EXERCISE OBJECTIVE :: Would you count how many lines of the entries below include the word "Option"? Give nothing but the number.
===
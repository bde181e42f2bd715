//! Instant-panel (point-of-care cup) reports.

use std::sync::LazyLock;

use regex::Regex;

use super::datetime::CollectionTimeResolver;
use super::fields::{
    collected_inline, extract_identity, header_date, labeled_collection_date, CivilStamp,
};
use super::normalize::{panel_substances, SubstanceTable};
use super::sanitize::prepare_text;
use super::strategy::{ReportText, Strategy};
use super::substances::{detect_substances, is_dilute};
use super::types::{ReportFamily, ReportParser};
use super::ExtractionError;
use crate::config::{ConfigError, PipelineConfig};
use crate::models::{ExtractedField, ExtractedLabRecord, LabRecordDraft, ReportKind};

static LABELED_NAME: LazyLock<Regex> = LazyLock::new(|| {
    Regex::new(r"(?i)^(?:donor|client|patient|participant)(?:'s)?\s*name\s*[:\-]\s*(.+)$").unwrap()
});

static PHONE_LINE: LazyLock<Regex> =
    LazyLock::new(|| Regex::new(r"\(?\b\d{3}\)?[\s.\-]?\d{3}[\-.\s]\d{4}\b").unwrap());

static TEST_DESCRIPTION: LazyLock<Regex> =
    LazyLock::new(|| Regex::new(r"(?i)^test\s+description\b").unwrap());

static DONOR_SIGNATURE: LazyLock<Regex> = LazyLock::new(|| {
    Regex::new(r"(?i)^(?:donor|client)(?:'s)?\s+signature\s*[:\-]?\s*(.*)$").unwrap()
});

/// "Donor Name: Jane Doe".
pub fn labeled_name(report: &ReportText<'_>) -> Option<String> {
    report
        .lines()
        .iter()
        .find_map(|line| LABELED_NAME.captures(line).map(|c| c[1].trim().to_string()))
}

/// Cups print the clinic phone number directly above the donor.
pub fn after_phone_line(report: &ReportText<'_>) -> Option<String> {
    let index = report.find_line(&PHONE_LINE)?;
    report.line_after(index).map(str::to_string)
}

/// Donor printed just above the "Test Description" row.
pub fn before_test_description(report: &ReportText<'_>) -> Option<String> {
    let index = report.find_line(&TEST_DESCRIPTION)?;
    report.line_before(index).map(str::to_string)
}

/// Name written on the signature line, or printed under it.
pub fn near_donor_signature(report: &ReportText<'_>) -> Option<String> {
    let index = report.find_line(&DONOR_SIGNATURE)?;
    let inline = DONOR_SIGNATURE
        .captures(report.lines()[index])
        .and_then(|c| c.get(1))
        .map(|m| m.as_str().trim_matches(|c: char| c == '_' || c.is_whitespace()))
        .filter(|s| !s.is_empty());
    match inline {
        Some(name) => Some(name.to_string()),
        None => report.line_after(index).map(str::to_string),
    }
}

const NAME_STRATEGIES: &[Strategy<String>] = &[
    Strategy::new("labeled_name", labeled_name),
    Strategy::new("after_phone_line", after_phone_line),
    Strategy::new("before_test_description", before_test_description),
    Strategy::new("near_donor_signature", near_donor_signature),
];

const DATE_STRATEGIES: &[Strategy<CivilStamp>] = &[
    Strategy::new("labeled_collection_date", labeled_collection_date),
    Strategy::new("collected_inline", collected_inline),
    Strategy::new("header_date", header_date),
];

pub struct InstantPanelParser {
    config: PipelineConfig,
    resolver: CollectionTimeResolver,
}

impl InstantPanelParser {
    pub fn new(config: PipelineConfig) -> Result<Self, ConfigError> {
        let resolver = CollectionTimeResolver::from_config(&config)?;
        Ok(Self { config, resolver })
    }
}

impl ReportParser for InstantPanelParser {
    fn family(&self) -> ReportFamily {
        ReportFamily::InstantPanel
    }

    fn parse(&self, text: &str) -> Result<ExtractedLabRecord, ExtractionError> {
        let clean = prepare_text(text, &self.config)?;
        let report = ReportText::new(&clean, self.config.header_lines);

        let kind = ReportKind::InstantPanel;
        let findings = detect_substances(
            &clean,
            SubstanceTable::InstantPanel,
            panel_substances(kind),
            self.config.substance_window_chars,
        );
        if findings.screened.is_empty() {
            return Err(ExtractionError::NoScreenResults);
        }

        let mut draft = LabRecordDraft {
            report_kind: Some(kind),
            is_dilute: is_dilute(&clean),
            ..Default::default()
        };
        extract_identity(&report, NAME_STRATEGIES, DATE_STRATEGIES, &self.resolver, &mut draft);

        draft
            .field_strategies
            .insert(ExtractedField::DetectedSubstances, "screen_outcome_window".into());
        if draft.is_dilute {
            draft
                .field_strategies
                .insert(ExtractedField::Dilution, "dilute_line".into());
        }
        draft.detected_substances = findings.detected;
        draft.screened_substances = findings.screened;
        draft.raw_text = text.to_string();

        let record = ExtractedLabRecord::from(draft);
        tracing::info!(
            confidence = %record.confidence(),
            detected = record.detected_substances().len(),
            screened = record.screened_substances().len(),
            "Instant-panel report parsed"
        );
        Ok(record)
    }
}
===
FINISHED TASK :: 4